(Stored items)
═══

use crate::layers::ForwardMode;
use crate::{LayerBackwardContext, LayerForwardContext, Tensor};

/// Implements 2D average pooling without padding.
/// Reduces spatial dimensions by averaging over local regions.
#[derive(Debug)]
pub struct AvgPool {
    /// Number of input channels
    pub in_channels: usize,
    /// Input image dimensions (height, width)
    pub in_size: (usize, usize),
    /// Size of the pooling window (height, width)
    pub kernel: (usize, usize),
    /// Step size between pooling windows (height, width)
    pub stride: (usize, usize),
}

#[derive(Debug)]
pub struct AvgPoolForwardContext {
    pub batch_size: usize,
}

#[derive(Debug)]
pub struct AvgPoolBackwardContext {}

impl AvgPool {
    pub fn new(
        in_channels: usize,
        in_size: (usize, usize),
        kernel: (usize, usize),
        stride: (usize, usize),
    ) -> Self {
        debug_assert!(kernel.0 <= in_size.0 && kernel.1 <= in_size.1);
        AvgPool {
            in_channels,
            in_size,
            kernel,
            stride,
        }
    }

    /// Output image dimensions (height, width)
    pub fn out_size(&self) -> (usize, usize) {
        let (height, width) = self.in_size;
        (
            (height - self.kernel.0) / self.stride.0 + 1,
            (width - self.kernel.1) / self.stride.1 + 1,
        )
    }

    pub fn forward(&self, input: Tensor, _mode: &mut ForwardMode) -> (Tensor, LayerForwardContext) {
        let batch_size = input.shape.0;
        let (height, width) = self.in_size;
        let (out_height, out_width) = self.out_size();
        let (kernel_h, kernel_w) = self.kernel;
        let area = (kernel_h * kernel_w) as f32;

        let mut output_data =
            Vec::with_capacity(batch_size * self.in_channels * out_height * out_width);

        // Process each batch and channel
        for b in 0..batch_size {
            for c in 0..self.in_channels {
                let channel_offset = (b * self.in_channels + c) * height * width;

                // Slide pooling window over height and width
                for i in 0..out_height {
                    for j in 0..out_width {
                        let mut sum = 0.0;
                        for ki in 0..kernel_h {
                            let row_offset = channel_offset + (i * self.stride.0 + ki) * width;
                            for kj in 0..kernel_w {
                                sum += input.data[row_offset + j * self.stride.1 + kj];
                            }
                        }
                        output_data.push(sum / area);
                    }
                }
            }
        }

        let output = Tensor::new_with_shape(
            output_data,
            (batch_size, self.in_channels * out_height * out_width),
        );
        (
            output,
            LayerForwardContext::AvgPool(AvgPoolForwardContext { batch_size }),
        )
    }

    pub fn backward(
        &self,
        grad_output: Tensor,
        context: &AvgPoolForwardContext,
    ) -> (Tensor, LayerBackwardContext) {
        let batch_size = context.batch_size;
        let (height, width) = self.in_size;
        let (out_height, out_width) = self.out_size();
        let (kernel_h, kernel_w) = self.kernel;
        let area = (kernel_h * kernel_w) as f32;

        let mut grad_input = vec![0.0; batch_size * self.in_channels * height * width];

        // Spread each window's gradient evenly over the window, summing overlaps
        for b in 0..batch_size {
            for c in 0..self.in_channels {
                let channel_offset = (b * self.in_channels + c) * height * width;
                let out_offset = (b * self.in_channels + c) * out_height * out_width;

                for i in 0..out_height {
                    for j in 0..out_width {
                        let share = grad_output.data[out_offset + i * out_width + j] / area;
                        for ki in 0..kernel_h {
                            let row_offset = channel_offset + (i * self.stride.0 + ki) * width;
                            for kj in 0..kernel_w {
                                grad_input[row_offset + j * self.stride.1 + kj] += share;
                            }
                        }
                    }
                }
            }
        }

        let grad_input = Tensor::new_with_shape(
            grad_input,
            (batch_size, self.in_channels * height * width),
        );
        (
            grad_input,
            LayerBackwardContext::AvgPool(AvgPoolBackwardContext {}),
        )
    }
}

═══

▸ **What needs to be done**: Every entry shown above should be transcribed without alteration.

▸ **Result of the task**:
use crate::layers::ForwardMode;
use crate::{LayerBackwardContext, LayerForwardContext, Tensor};

/// Implements 2D average pooling without padding.
/// Reduces spatial dimensions by averaging over local regions.
#[derive(Debug)]
pub struct AvgPool {
    /// Number of input channels
    pub in_channels: usize,
    /// Input image dimensions (height, width)
    pub in_size: (usize, usize),
    /// Size of the pooling window (height, width)
    pub kernel: (usize, usize),
    /// Step size between pooling windows (height, width)
    pub stride: (usize, usize),
}

#[derive(Debug)]
pub struct AvgPoolForwardContext {
    pub batch_size: usize,
}

#[derive(Debug)]
pub struct AvgPoolBackwardContext {}

impl AvgPool {
    pub fn new(
        in_channels: usize,
        in_size: (usize, usize),
        kernel: (usize, usize),
        stride: (usize, usize),
    ) -> Self {
        debug_assert!(kernel.0 <= in_size.0 && kernel.1 <= in_size.1);
        AvgPool {
            in_channels,
            in_size,
            kernel,
            stride,
        }
    }

    /// Output image dimensions (height, width)
    pub fn out_size(&self) -> (usize, usize) {
        let (height, width) = self.in_size;
        (
            (height - self.kernel.0) / self.stride.0 + 1,
            (width - self.kernel.1) / self.stride.1 + 1,
        )
    }

    pub fn forward(&self, input: Tensor, _mode: &mut ForwardMode) -> (Tensor, LayerForwardContext) {
        let batch_size = input.shape.0;
        let (height, width) = self.in_size;
        let (out_height, out_width) = self.out_size();
        let (kernel_h, kernel_w) = self.kernel;
        let area = (kernel_h * kernel_w) as f32;

        let mut output_data =
            Vec::with_capacity(batch_size * self.in_channels * out_height * out_width);

        // Process each batch and channel
        for b in 0..batch_size {
            for c in 0..self.in_channels {
                let channel_offset = (b * self.in_channels + c) * height * width;

                // Slide pooling window over height and width
                for i in 0..out_height {
                    for j in 0..out_width {
                        let mut sum = 0.0;
                        for ki in 0..kernel_h {
                            let row_offset = channel_offset + (i * self.stride.0 + ki) * width;
                            for kj in 0..kernel_w {
                                sum += input.data[row_offset + j * self.stride.1 + kj];
                            }
                        }
                        output_data.push(sum / area);
                    }
                }
            }
        }

        let output = Tensor::new_with_shape(
            output_data,
            (batch_size, self.in_channels * out_height * out_width),
        );
        (
            output,
            LayerForwardContext::AvgPool(AvgPoolForwardContext { batch_size }),
        )
    }

    pub fn backward(
        &self,
        grad_output: Tensor,
        context: &AvgPoolForwardContext,
    ) -> (Tensor, LayerBackwardContext) {
        let batch_size = context.batch_size;
        let (height, width) = self.in_size;
        let (out_height, out_width) = self.out_size();
        let (kernel_h, kernel_w) = self.kernel;
        let area = (kernel_h * kernel_w) as f32;

        let mut grad_input = vec![0.0; batch_size * self.in_channels * height * width];

        // Spread each window's gradient evenly over the window, summing overlaps
        for b in 0..batch_size {
            for c in 0..self.in_channels {
                let channel_offset = (b * self.in_channels + c) * height * width;
                let out_offset = (b * self.in_channels + c) * out_height * out_width;

                for i in 0..out_height {
                    for j in 0..out_width {
                        let share = grad_output.data[out_offset + i * out_width + j] / area;
                        for ki in 0..kernel_h {
                            let row_offset = channel_offset + (i * self.stride.0 + ki) * width;
                            for kj in 0..kernel_w {
                                grad_input[row_offset + j * self.stride.1 + kj] += share;
                            }
                        }
                    }
                }
            }
        }

        let grad_input = Tensor::new_with_shape(
            grad_input,
            (batch_size, self.in_channels * height * width),
        );
        (
            grad_input,
            LayerBackwardContext::AvgPool(AvgPoolBackwardContext {}),
        )
    }
}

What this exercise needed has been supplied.